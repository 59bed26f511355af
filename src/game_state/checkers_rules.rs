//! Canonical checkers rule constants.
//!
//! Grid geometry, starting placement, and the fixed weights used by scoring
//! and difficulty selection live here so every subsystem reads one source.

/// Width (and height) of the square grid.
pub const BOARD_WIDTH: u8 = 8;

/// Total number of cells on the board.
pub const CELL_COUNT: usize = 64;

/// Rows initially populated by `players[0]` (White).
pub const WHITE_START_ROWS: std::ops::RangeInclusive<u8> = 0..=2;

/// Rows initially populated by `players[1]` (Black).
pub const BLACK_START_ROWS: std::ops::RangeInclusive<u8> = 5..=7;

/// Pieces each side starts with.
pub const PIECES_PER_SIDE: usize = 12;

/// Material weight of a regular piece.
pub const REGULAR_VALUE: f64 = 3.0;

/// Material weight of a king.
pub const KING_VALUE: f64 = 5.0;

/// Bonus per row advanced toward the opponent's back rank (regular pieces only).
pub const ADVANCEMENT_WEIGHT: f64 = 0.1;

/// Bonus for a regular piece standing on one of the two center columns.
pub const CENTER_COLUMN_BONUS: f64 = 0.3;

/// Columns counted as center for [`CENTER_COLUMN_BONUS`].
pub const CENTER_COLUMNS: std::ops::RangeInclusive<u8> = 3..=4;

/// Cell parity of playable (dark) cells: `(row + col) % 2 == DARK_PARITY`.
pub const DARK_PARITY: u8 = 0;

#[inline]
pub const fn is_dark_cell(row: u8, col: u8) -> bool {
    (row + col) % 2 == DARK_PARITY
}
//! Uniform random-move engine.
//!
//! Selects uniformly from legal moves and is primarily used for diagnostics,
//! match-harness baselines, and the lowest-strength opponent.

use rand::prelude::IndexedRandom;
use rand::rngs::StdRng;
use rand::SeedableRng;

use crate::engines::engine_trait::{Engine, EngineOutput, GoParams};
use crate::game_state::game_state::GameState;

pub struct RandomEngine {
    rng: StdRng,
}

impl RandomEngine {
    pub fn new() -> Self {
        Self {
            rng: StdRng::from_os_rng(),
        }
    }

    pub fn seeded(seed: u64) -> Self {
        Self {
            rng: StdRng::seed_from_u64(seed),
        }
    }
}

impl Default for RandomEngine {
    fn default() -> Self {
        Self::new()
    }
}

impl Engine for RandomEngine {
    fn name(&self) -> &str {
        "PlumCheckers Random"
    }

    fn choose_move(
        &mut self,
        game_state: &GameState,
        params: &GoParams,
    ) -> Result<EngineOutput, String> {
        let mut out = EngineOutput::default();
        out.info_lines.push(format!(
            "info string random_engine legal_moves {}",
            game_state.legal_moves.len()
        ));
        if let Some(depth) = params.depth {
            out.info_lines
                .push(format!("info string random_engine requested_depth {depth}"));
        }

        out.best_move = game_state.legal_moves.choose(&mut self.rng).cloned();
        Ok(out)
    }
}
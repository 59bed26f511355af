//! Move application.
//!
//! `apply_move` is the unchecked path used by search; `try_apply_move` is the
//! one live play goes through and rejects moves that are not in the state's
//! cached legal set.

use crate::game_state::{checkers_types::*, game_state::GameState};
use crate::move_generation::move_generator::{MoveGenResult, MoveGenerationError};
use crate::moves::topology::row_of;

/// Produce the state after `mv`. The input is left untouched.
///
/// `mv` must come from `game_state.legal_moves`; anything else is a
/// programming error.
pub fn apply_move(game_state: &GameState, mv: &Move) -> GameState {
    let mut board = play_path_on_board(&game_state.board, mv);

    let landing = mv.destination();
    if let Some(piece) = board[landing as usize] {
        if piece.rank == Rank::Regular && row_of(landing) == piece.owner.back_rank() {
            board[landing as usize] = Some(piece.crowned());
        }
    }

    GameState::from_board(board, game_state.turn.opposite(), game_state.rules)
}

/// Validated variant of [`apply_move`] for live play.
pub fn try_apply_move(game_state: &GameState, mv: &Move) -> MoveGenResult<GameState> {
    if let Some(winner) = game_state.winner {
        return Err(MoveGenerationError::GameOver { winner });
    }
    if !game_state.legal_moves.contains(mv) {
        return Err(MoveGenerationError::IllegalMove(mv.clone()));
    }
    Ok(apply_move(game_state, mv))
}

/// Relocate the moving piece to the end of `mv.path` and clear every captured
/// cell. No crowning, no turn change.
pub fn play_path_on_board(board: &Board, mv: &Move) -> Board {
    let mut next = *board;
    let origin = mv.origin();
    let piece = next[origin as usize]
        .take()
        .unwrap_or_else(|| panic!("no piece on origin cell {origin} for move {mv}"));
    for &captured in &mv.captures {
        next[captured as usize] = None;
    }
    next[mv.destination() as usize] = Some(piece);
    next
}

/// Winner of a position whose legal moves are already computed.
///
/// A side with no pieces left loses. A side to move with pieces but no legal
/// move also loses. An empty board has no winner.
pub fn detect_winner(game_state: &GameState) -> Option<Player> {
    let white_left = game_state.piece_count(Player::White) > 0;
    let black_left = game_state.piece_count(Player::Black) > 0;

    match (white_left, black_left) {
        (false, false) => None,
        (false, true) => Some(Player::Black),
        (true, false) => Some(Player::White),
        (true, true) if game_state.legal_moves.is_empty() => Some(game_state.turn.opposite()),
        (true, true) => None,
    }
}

_EXERCISE_:
Could you transcribe the entries exactly, from the first line through the line containing "weight of a king.", and give nothing more?

_EXERCISE RESPONSE_:
repository 59bed26f511355af
filename src/game_state/checkers_rules.rs
//! Canonical checkers rule constants.
//!
//! Grid geometry, starting placement, and the fixed weights used by scoring
//! and difficulty selection live here so every subsystem reads one source.

/// Width (and height) of the square grid.
pub const BOARD_WIDTH: u8 = 8;

/// Total number of cells on the board.
pub const CELL_COUNT: usize = 64;

/// Rows initially populated by `players[0]` (White).
pub const WHITE_START_ROWS: std::ops::RangeInclusive<u8> = 0..=2;

/// Rows initially populated by `players[1]` (Black).
pub const BLACK_START_ROWS: std::ops::RangeInclusive<u8> = 5..=7;

/// Pieces each side starts with.
pub const PIECES_PER_SIDE: usize = 12;

/// Material weight of a regular piece.
pub const REGULAR_VALUE: f64 = 3.0;

/// Material weight of a king.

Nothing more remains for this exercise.